DAFTAR LABELKU (klik saja jangan ragu-ragu)

Selasa, 17 Februari 2015

Buat Apa Susah!

Laa tahzan! Hidup ini indah bagi manusia yang senantiasa bersyukur. Inilah kalimat inspiratif dari buku: La Tahzan, jangan bersedih, Karya DR. 'Aidh al-Qarni; penerjemah, S.  Rahman.

Menurut Anda memang benar bahwa  Allah itu kurang adil. Karena Anda saat itu baru kufur nikmat.  Padahal Allah SWT telah menganugerahkan kepada Anda berbagai nikmat yang luar biasa . Allah SWT  telah melipatkan nikmat-Nya dari ujung rambut hingga ke bawah kedua telapak kaki.
{Jika kamu menghitung nikmat Allah, niscaya kamu tidak akan sanggup
menghitungnya.}
(QS. Ibrahim: 34)

Kesehatan badan, keamanan negara, sandang pangan, udara dan air, semuanya tersedia dalam hidup kita. Namun begitulah, Anda memiliki  dunia, tetapi tidak pernah menyadarinya. Anda menguasai kehidupan, tetapi tak pernah mengetahuinya.

{Dan, Dia menyempurnakan nikmat-Nya kepadamu lahir dan batin.}
(QS. Luqman: 20)

Anda memiliki dua mata, satu lidah, dua bibir, dua tangan dan dua  kaki.
{Maka nikmat Rabb kamu yang manakah yang kamu dustakan?}
(QS. Ar-Rahman: 13)

Apakah Anda mengira bahwa, berjalan dengan kedua kaki itu sesuatu  yang sepele, sedang kaki acapkali menjadi bengkak bila digunakan jalan terus menerus tiada henti? Apakah Anda mengira bahwa berdiri tegak di  atas kedua betis itu sesuatu yang mudah, sedang keduanya bisa saja tidak  kuat dan suatu ketika bisa  patah?

Maka sadarilah, betapa hinanya diri kita manakala tertidur lelap, ketika  sanak saudara di sekitar Anda masih banyak yang tidak bisa tidur karena  sakit yang mengganggunya? Pernahkah Anda merasa nista manakala dapat  menyantap makanan lezat dan minuman dingin saat masih banyak orang di sekitar Anda yang tidak bisa makan dan minum karena sakit?

Coba pikirkan, betapa besarnya fungsi pendengaran, yang dengannya  Allah menjauhkan Anda dari ketulian. Coba renungkan dan raba kembali mata Anda yang tidak buta. Ingatlah dengan kulit Anda yang terbebas dari penyakit lepra dan supak. Dan renungkan betapa dahsyatnya fungsi otak  Anda yang selalu sehat dan terhindar dari kegilaan yang menghinakan.

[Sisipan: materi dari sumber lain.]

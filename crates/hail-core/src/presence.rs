//! Presence fanout.
//!
//! Keeps the per-user presence record and the sets of endpoints observing
//! each user.  `publish` runs under the records lock so every subscriber
//! sees one user's status stream in the order the changes occurred;
//! fanout across different users is unordered and best-effort.

use std::collections::{HashMap, HashSet};
use std::sync::Arc;

use chrono::{DateTime, Utc};
use tokio::sync::RwLock;
use tracing::debug;

use hail_shared::protocol::{PresenceChanged, PushEvent};
use hail_shared::types::{EndpointId, PresenceStatus, UserId};
use hail_shared::error::Result;

use crate::registry::SessionRegistry;

/// Per-user presence as currently known.
#[derive(Debug, Clone, Copy, PartialEq, Eq)]
pub struct PresenceRecord {
    pub status: PresenceStatus,
    pub last_seen: DateTime<Utc>,
}

pub struct PresenceBroadcaster {
    registry: Arc<SessionRegistry>,
    records: RwLock<HashMap<UserId, PresenceRecord>>,
    subscribers: RwLock<HashMap<UserId, HashSet<EndpointId>>>,
}

impl PresenceBroadcaster {
    pub fn new(registry: Arc<SessionRegistry>) -> Self {
        Self {
            registry,
            records: RwLock::new(HashMap::new()),
            subscribers: RwLock::new(HashMap::new()),
        }
    }

    /// Start delivering `user_id`'s status changes to `observer`.
    pub async fn subscribe(&self, user_id: UserId, observer: EndpointId) -> Result<()> {
        // Reject observers that are not registered endpoints.
        self.registry.info(observer).await?;

        let mut subscribers = self.subscribers.write().await;
        subscribers.entry(user_id).or_default().insert(observer);
        Ok(())
    }

    pub async fn unsubscribe(&self, user_id: UserId, observer: EndpointId) {
        let mut subscribers = self.subscribers.write().await;
        if let Some(set) = subscribers.get_mut(&user_id) {
            set.remove(&observer);
            if set.is_empty() {
                subscribers.remove(&user_id);
            }
        }
    }

    /// Drop `observer` from every watch list.  Called when the endpoint
    /// deregisters or is evicted.
    pub async fn unsubscribe_endpoint(&self, observer: EndpointId) {
        let mut subscribers = self.subscribers.write().await;
        subscribers.retain(|_, set| {
            set.remove(&observer);
            !set.is_empty()
        });
    }

    /// Record a status change and fan it out to current subscribers.
    ///
    /// Holding the records lock across the fanout keeps one user's stream
    /// ordered for every subscriber.  Undeliverable observers are skipped.
    pub async fn publish(&self, user_id: UserId, status: PresenceStatus) {
        let mut records = self.records.write().await;
        let last_seen = Utc::now();
        records.insert(user_id, PresenceRecord { status, last_seen });

        let observers: Vec<EndpointId> = {
            let subscribers = self.subscribers.read().await;
            match subscribers.get(&user_id) {
                Some(set) => set.iter().copied().collect(),
                None => return,
            }
        };

        for observer in observers {
            let Ok(mailbox) = self.registry.mailbox(observer).await else {
                continue;
            };
            let event = PushEvent::PresenceChanged(PresenceChanged {
                user_id,
                status,
                last_seen,
            });
            if mailbox.push(event).is_err() {
                debug!(
                    user = %user_id.short(),
                    observer = %observer,
                    "Dropping presence update for unreachable observer"
                );
            }
        }
    }

    pub async fn record(&self, user_id: UserId) -> Option<PresenceRecord> {
        self.records.read().await.get(&user_id).copied()
    }
}

#[cfg(test)]
mod tests {
    use super::*;
    use hail_shared::protocol::PushFrame;
    use hail_shared::types::Capabilities;
    use hail_shared::SignalError;
    use tokio::sync::mpsc;

    async fn setup() -> (Arc<SessionRegistry>, PresenceBroadcaster) {
        let registry = Arc::new(SessionRegistry::new(Default::default()));
        let presence = PresenceBroadcaster::new(registry.clone());
        (registry, presence)
    }

    async fn register_observer(
        registry: &SessionRegistry,
    ) -> (EndpointId, mpsc::Receiver<PushFrame>) {
        let ep = registry
            .register(UserId::new(), Capabilities::full())
            .await
            .unwrap();
        let rx = registry.take_receiver(ep.id).await.unwrap().unwrap();
        (ep.id, rx)
    }

    #[tokio::test]
    async fn subscribers_see_updates_in_order() {
        let (registry, presence) = setup().await;
        let (observer, mut rx) = register_observer(&registry).await;
        let watched = UserId::new();

        presence.subscribe(watched, observer).await.unwrap();

        presence.publish(watched, PresenceStatus::Online).await;
        presence.publish(watched, PresenceStatus::InCall).await;
        presence.publish(watched, PresenceStatus::Offline).await;

        let mut seen = Vec::new();
        while let Ok(frame) = rx.try_recv() {
            if let PushEvent::PresenceChanged(change) = frame.event {
                seen.push(change.status);
            }
        }
        assert_eq!(
            seen,
            vec![
                PresenceStatus::Online,
                PresenceStatus::InCall,
                PresenceStatus::Offline
            ]
        );
    }

    #[tokio::test]
    async fn unsubscribed_observer_stops_receiving() {
        let (registry, presence) = setup().await;
        let (observer, mut rx) = register_observer(&registry).await;
        let watched = UserId::new();

        presence.subscribe(watched, observer).await.unwrap();
        presence.publish(watched, PresenceStatus::Online).await;

        presence.unsubscribe(watched, observer).await;
        presence.publish(watched, PresenceStatus::Offline).await;

        assert!(rx.try_recv().is_ok());
        assert!(rx.try_recv().is_err());
    }

    #[tokio::test]
    async fn subscribe_requires_registered_observer() {
        let (_registry, presence) = setup().await;
        assert!(matches!(
            presence.subscribe(UserId::new(), EndpointId::new()).await,
            Err(SignalError::UnknownEndpoint(_))
        ));
    }

    #[tokio::test]
    async fn unsubscribe_endpoint_clears_all_watches() {
        let (registry, presence) = setup().await;
        let (observer, mut rx) = register_observer(&registry).await;
        let u1 = UserId::new();
        let u2 = UserId::new();

        presence.subscribe(u1, observer).await.unwrap();
        presence.subscribe(u2, observer).await.unwrap();

        presence.unsubscribe_endpoint(observer).await;
        presence.publish(u1, PresenceStatus::Online).await;
        presence.publish(u2, PresenceStatus::Online).await;

        assert!(rx.try_recv().is_err());
    }

    #[tokio::test]
    async fn record_reflects_latest_status() {
        let (_registry, presence) = setup().await;
        let user = UserId::new();

        assert!(presence.record(user).await.is_none());

        presence.publish(user, PresenceStatus::Online).await;
        presence.publish(user, PresenceStatus::InCall).await;

        let record = presence.record(user).await.unwrap();
        assert_eq!(record.status, PresenceStatus::InCall);
    }
}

Adakah Anda ingin menukar mata Anda dengan emas sebesar gunung  Uhud, atau menjual pendengaran  Anda seharga perak satu bukit? Apakah  Anda mau membeli istana-istana yang menjulang tinggi dengan lidah Anda, hingga Anda bisu? Maukah Anda menukar kedua tangan Anda dengan untaian mutiara, sementara tangan Anda buntung?

Begitulah, sebenarnya Anda berada dalam kenikmatan tiada tara dan kesempumaan tubuh, tetapi Anda tidak menyadarinya. Anda tetap merasa resah, suntuk, sedih, dan gelisash, meskipun Anda masih mempunyai nasi
hangat untuk disantap, air segar untuk diteguk, waktu yang tenang untuk tidur pulas, dan kesehatan untuk terus berbuat.

Anda acapkali memikirkan sesuatu yang tidak ada, sehingga Anda  pun lupa mensyukuri yang sudah ada.  Jiwa Anda mudah terguncang hanya  karena kerugian materi yang mendera. Padahal, sesungguhnya Anda masih   memegang kunci kebahagiaan, memiliki jembatan pengantar kebahagian, karunia, kenikmatan, dan lain sebagainya. Maka pikirkan semua itu, dan kemudian syukurilah!

{Dan, pada dirimu sendiri. Maka, apakah kamu tidak memperhatikan.}
(QS. Adz-Dzariyat: 21)

Pikirkan dan renungkan apa yang ada pada diri, keluarga, rumah, pekerjaan, kesehatan, dan apa saja yang tersedia di sekeliling Anda. Dan janganlah termasuk golongan {Mereka mengetahui nikmat Allah, kemudian mereka mengingkarinya.}
(QS. An-Nahl: 83)

Hidup bahagia adalah jalan utama. Selamat tinggal duka! Dan Salam sukses sejati!